Texte établi par Gustave SimonImprimerie Nationale ; Ollendorff (p. 253-254).

III

juste indignation d’un perruquier.


Le digne perruquier qui avait chassé les deux petits auxquels Gavroche avait ouvert l’intestin paternel de l’éléphant, était en ce moment dans sa boutique occupé à raser un vieux soldat légionnaire qui avait servi sous l’empire. On causait. Le perruquier avait naturellement parlé au vétéran de l’émeute, puis du général Lamarque, et de Lamarque on était venu à l’empereur. De là une conversation de barbier à soldat, que Prudhomme, s’il eût été présent, eût enrichie d’arabesques, et qu’il eût intitulée : Dialogue du rasoir et du sabre.

— Monsieur, disait le perruquier, comment l’empereur montait-il à cheval ?

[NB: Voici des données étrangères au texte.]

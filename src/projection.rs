//! Output coordinate reference systems.
//! Input coordinates are always GeoJSON lon/lat degrees (EPSG:4326).

use geo::{Coord, Geometry, MapCoords};
use serde::{Deserialize, Serialize};
use std::f64::consts::PI;

/// Spherical mercator earth radius in metres.
pub const EARTH_RADIUS: f64 = 6_378_137.0;

/// Latitude where spherical mercator becomes square.
pub const MAX_MERCATOR_LAT: f64 = 85.051_128_779_806_59;

/// The single CRS every loaded collection is converted into.
#[derive(Debug, Clone, Copy, PartialEq, Eq, Default, Serialize, Deserialize)]
pub enum Projection {
    /// Geographic lon/lat degrees, left untouched.
    #[serde(rename = "EPSG:4326")]
    Wgs84,
    /// Spherical web mercator metres, as used by slippy-map renderers.
    #[default]
    #[serde(rename = "EPSG:3857")]
    WebMercator,
}

impl Projection {
    pub fn code(&self) -> &'static str {
        match self {
            Projection::Wgs84 => "EPSG:4326",
            Projection::WebMercator => "EPSG:3857",
        }
    }

    /// Project a lon/lat coordinate.
    pub fn project(&self, lonlat: Coord<f64>) -> Coord<f64> {
        match self {
            Projection::Wgs84 => lonlat,
            Projection::WebMercator => {
                let lat = lonlat.y.clamp(-MAX_MERCATOR_LAT, MAX_MERCATOR_LAT);
                let x = EARTH_RADIUS * lonlat.x.to_radians();
                let y = EARTH_RADIUS * (PI / 4.0 + lat.to_radians() / 2.0).tan().ln();
                Coord { x, y }
            }
        }
    }

    pub fn project_geometry(&self, geometry: Geometry<f64>) -> Geometry<f64> {
        match self {
            Projection::Wgs84 => geometry,
            _ => geometry.map_coords(|c| self.project(c)),
        }
    }
}

#[cfg(test)]
mod tests {
    use super::*;

    fn close(a: f64, b: f64, tol: f64) -> bool {
        (a - b).abs() < tol
    }

    #[test]
    fn test_origin_maps_to_origin() {
        let c = Projection::WebMercator.project(Coord { x: 0.0, y: 0.0 });
        assert!(close(c.x, 0.0, 1e-9));
        assert!(close(c.y, 0.0, 1e-9));
    }

    #[test]
    fn test_antimeridian_is_half_circumference() {
        let c = Projection::WebMercator.project(Coord { x: 180.0, y: 0.0 });
        assert!(close(c.x, 20_037_508.342_789_244, 1e-3));
    }

    #[test]
    fn test_poles_are_clamped() {
        let top = Projection::WebMercator.project(Coord { x: 0.0, y: 90.0 });
        let edge = Projection::WebMercator.project(Coord { x: 0.0, y: MAX_MERCATOR_LAT });
        assert!(top.y.is_finite());
        assert!(close(top.y, edge.y, 1e-6));
        assert!(close(edge.y, 20_037_508.342_789_244, 1.0));
    }

    #[test]
    fn test_wgs84_is_identity() {
        let input = Coord { x: 7.05, y: 50.68 };
        assert_eq!(Projection::Wgs84.project(input), input);
    }

    #[test]
    fn test_serde_uses_epsg_codes() {
        let json = serde_json::to_string(&Projection::WebMercator).unwrap();
        assert_eq!(json, "\"EPSG:3857\"");
        let back: Projection = serde_json::from_str("\"EPSG:4326\"").unwrap();
        assert_eq!(back, Projection::Wgs84);
    }
}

— Mal. Il ne savait pas tomber. Aussi il ne tombait jamais.

— Avait-il de beaux chevaux ? il devait avoir de beaux chevaux ?

— Le jour où il m’a donné la croix, j’ai remarqué sa bête. C’était une jument coureuse, toute blanche. Elle avait les oreilles très écartées, la selle profonde, une fine tête marquée d’une étoile noire, le cou très long, les genoux fortement articulés, les côtes saillantes, les épaules obliques, l’arrière-main puissante. Un peu plus de quinze palmes de haut.

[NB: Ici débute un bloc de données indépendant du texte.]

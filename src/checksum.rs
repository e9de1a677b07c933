//! Source fingerprints, used to tell whether two loads saw the same input

use sha2::{Digest, Sha256};
use serde::Serialize;
use std::fmt;

/// SHA256 digest of raw GeoJSON input
#[derive(Debug, Clone, PartialEq, Eq, Hash, Serialize)]
pub struct SourceDigest(String);

impl SourceDigest {
    pub fn from_bytes(data: &[u8]) -> Self {
        Self(format!("{:x}", Sha256::digest(data)))
    }

    pub fn from_text(content: &str) -> Self {
        Self::from_bytes(content.as_bytes())
    }

    /// Digest of the compact serialization of an already parsed document
    pub fn from_json(value: &serde_json::Value) -> Self {
        Self::from_text(&value.to_string())
    }

    pub fn as_str(&self) -> &str {
        &self.0
    }

    /// First 12 hex characters, for log lines
    pub fn short(&self) -> &str {
        &self.0[..12.min(self.0.len())]
    }

    pub fn matches(&self, content: &str) -> bool {
        *self == Self::from_text(content)
    }
}

impl fmt::Display for SourceDigest {
    fn fmt(&self, f: &mut fmt::Formatter<'_>) -> fmt::Result {
        write!(f, "{}", self.0)
    }
}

— Joli cheval, fit le perruquier.

— C’était la bête de sa majesté.

Le perruquier sentit qu’après ce mot, un peu de silence était convenable, il s’y conforma, puis reprit :

— L’empereur n’a été blessé qu’une fois, n’est-ce pas, monsieur ?

Le vieux soldat répondit avec l’accent calme et souverain de l’homme qui y a été :

— Au talon. À Ratisbonne. Je ne l’ai jamais vu si bien mis que ce jour-là. Il était propre comme un sou.

— Et vous, monsieur le vétéran, vous avez dû être souvent blessé ?

— Moi ? dit le soldat, ah ! pas grand’chose. J’ai reçu à Marengo deux coups de sabre sur la nuque, une balle dans le bras droit à Austerlitz, une autre dans la hanche gauche à léna, à Friedland un coup de bayonnette — là, — à la Moskowa sept ou huit coups de lance n’importe où, à Lutzen un éclat d’obus qui m’a écrasé un doigt… — Ah ! et puis à Waterloo un biscayen dans la cuisse. Voilà tout.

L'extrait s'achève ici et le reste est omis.